Quarterly financial reports are often scoured and picked through again with a fine-tooth comb by researchers from all sides for any sort of irregularity. Obviously this week will bring a fresh look at the data provided by candidates to the Federal Election Commission for the most recent quarter which ended June 30.
For example, a nagging perception regarding Republicans in Maryland is that they won’t have enough money to compete. So when Senate candidate Eric Wargotz says he had, “fundraising numbers (which) show we have the resources we need to win the Republican Primary, and to then take on Senator Mikulski in November,” one may be inclined to look at his $600,000 cash on hand and agree. But naysayers will look and notice that much of that cash came as a result of $575,000 of campaign loans he made to himself. Aside from that, he’s raised about $180,000 from other people – a figure dwarfed by Barb Mikulski’s $1.85 million in individual contributions.
Yet Mikulski has also raised over $1 million in PAC money to build a campaign war chest of $2.9 million.
Thus, the Wargotz example can be looked at in one of two ways. Maybe he believes in himself and his message enough to invest a large part of his personal fortune into the race. But most people don’t come across as looking at things in such a Pollyannish way, so the second and more likely perception would be to dismissively conclude that Eric’s trying to buy himself a Senate seat.
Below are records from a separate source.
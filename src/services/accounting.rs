//! Accounting classification service.
//!
//! Besides plain CRUD this owns the fuzzy account resolution used by the
//! workbook import: spreadsheet cells carry accounts as "code", "name" or
//! "code - name" in inconsistent casing and accenting, and unknown
//! accounts are auto-created rather than dropped.

use validator::Validate;

use crate::{
    error::{AppError, AppResult},
    models::accounting::{
        AccountingAccount, AssetTypeConfig, CreateAccount, CreateAssetTypeConfig, UpdateAccount,
        UpdateAssetTypeConfig,
    },
    repository::Repository,
    text::{normalize, normalize_compact},
};

/// How an account reference was resolved
#[derive(Debug, PartialEq, Eq)]
pub enum Resolution {
    Matched(String),
    Created(String),
}

impl Resolution {
    pub fn code(&self) -> &str {
        match self {
            Resolution::Matched(code) | Resolution::Created(code) => code,
        }
    }

    pub fn was_created(&self) -> bool {
        matches!(self, Resolution::Created(_))
    }
}

/// Split a raw cell into its code and name halves, when both are present
pub(crate) fn split_reference(raw: &str) -> (Option<&str>, &str) {
    if let Some((code, name)) = raw.split_once(" - ") {
        let code = code.trim();
        if !code.is_empty() && code.chars().all(|c| c.is_ascii_digit() || c == '.' || c == '-') {
            return (Some(code), name.trim());
        }
    }
    let trimmed = raw.trim();
    if trimmed
        .chars()
        .all(|c| c.is_ascii_digit() || c == '.' || c == '-')
        && trimmed.chars().any(|c| c.is_ascii_digit())
    {
        (Some(trimmed), trimmed)
    } else {
        (None, trimmed)
    }
}

#[derive(Clone)]
pub struct AccountingService {
    repository: Repository,
}

impl AccountingService {
    pub fn new(repository: Repository) -> Self {
        Self { repository }
    }

    // -- Accounts -------------------------------------------------------------

    pub async fn list_accounts(&self) -> AppResult<Vec<AccountingAccount>> {
        self.repository.accounting.list_accounts().await
    }

    pub async fn get_account(&self, id: i32) -> AppResult<AccountingAccount> {
        self.repository.accounting.get_account(id).await
    }

    pub async fn create_account(&self, data: CreateAccount) -> AppResult<AccountingAccount> {
        data.validate()
            .map_err(|e| AppError::Validation(e.to_string()))?;
        self.repository.accounting.create_account(&data).await
    }

    pub async fn update_account(&self, id: i32, data: UpdateAccount) -> AppResult<AccountingAccount> {
        self.repository.accounting.update_account(id, &data).await
    }

    pub async fn delete_account(&self, id: i32) -> AppResult<()> {
        self.repository.accounting.delete_account(id).await
    }

    // -- Asset type configs ---------------------------------------------------

    pub async fn list_type_configs(&self) -> AppResult<Vec<AssetTypeConfig>> {
        self.repository.accounting.list_type_configs().await
    }

    pub async fn create_type_config(
        &self,
        data: CreateAssetTypeConfig,
    ) -> AppResult<AssetTypeConfig> {
        data.validate()
            .map_err(|e| AppError::Validation(e.to_string()))?;
        self.repository.accounting.create_type_config(&data).await
    }

    pub async fn update_type_config(
        &self,
        id: i32,
        data: UpdateAssetTypeConfig,
    ) -> AppResult<AssetTypeConfig> {
        self.repository.accounting.update_type_config(id, &data).await
    }

    pub async fn delete_type_config(&self, id: i32) -> AppResult<()> {
        self.repository.accounting.delete_type_config(id).await
    }

    // -- Fuzzy resolution -------------------------------------------------------

    /// Resolve a raw account reference to a registered account code,
    /// creating the account when nothing matches.
    pub async fn resolve_or_create(&self, raw: &str) -> AppResult<Resolution> {
        let raw = raw.trim();
        if raw.is_empty() {
            return Err(AppError::BadRequest(
                "Empty account reference".to_string(),
            ));
        }

        let accounts = self.repository.accounting.list_accounts().await?;
        let (code, name) = split_reference(raw);

        if let Some(code) = code {
            let wanted = normalize_compact(code);
            if let Some(account) = accounts
                .iter()
                .find(|a| normalize_compact(&a.code) == wanted)
            {
                return Ok(Resolution::Matched(account.code.clone()));
            }
        }

        let wanted = normalize(name);
        if let Some(account) = accounts.iter().find(|a| normalize(&a.name) == wanted) {
            return Ok(Resolution::Matched(account.code.clone()));
        }

        // Nothing matched: register the account as spelled in the sheet.
        let new_code = code.map(str::to_string).unwrap_or_else(|| {
            format!("AUTO-{}", normalize_compact(name))
        });
        let created = self
            .repository
            .accounting
            .create_account(&CreateAccount {
                code: new_code,
                name: name.to_string(),
                notes: Some("Criada automaticamente na importação".to_string()),
            })
            .await?;
        tracing::info!(code = %created.code, "auto-created accounting account");
        Ok(Resolution::Created(created.code))
    }
}

#[cfg(test)]
mod tests {
    use super::*;

    #[test]
    fn splits_code_dash_name() {
        assert_eq!(
            split_reference("1.2.3 - Equipamentos de Informática"),
            (Some("1.2.3"), "Equipamentos de Informática")
        );
    }

    #[test]
    fn bare_code_and_bare_name() {
        assert_eq!(split_reference("1.2.3-01"), (Some("1.2.3-01"), "1.2.3-01"));
        assert_eq!(split_reference("Móveis e Utensílios"), (None, "Móveis e Utensílios"));
    }

    #[test]
    fn dash_inside_plain_name_is_not_a_code() {
        assert_eq!(
            split_reference("Ferramentas - Uso Geral"),
            (None, "Ferramentas - Uso Geral")
        );
    }
}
If you follow that second argument, though, then it bears asking just who is trying to buy Mikulski’s seat on their behalf? To reprise the old saying, just follow the money. There are a lot of political heavy hitters who are making their investment in Mikulski just hoping she will help them achieve the big payoff when a favorable bill comes before her.
The same can be said for the First District seat that Frank Kratovil is defending against presumptive GOP challenger Andy Harris. For the cycle, Kratovil has outraised Harris $1.72 million to $1.35 million (and enjoys a $1.3 million to $900,000 cash-on-hand advantage) but over half of Frank’s war chest comes from political action committees. Out of Harris’s take, only about 1/6 is PAC money while individual contributions from all sources add up to over $1 million. Again, it needs to be asked just who is investing in Kratovil and to what end?
Suspicion about motives is as old as our republic but has accelerated greatly over the last few decades as government has grown more powerful. Should politics and government really be that way?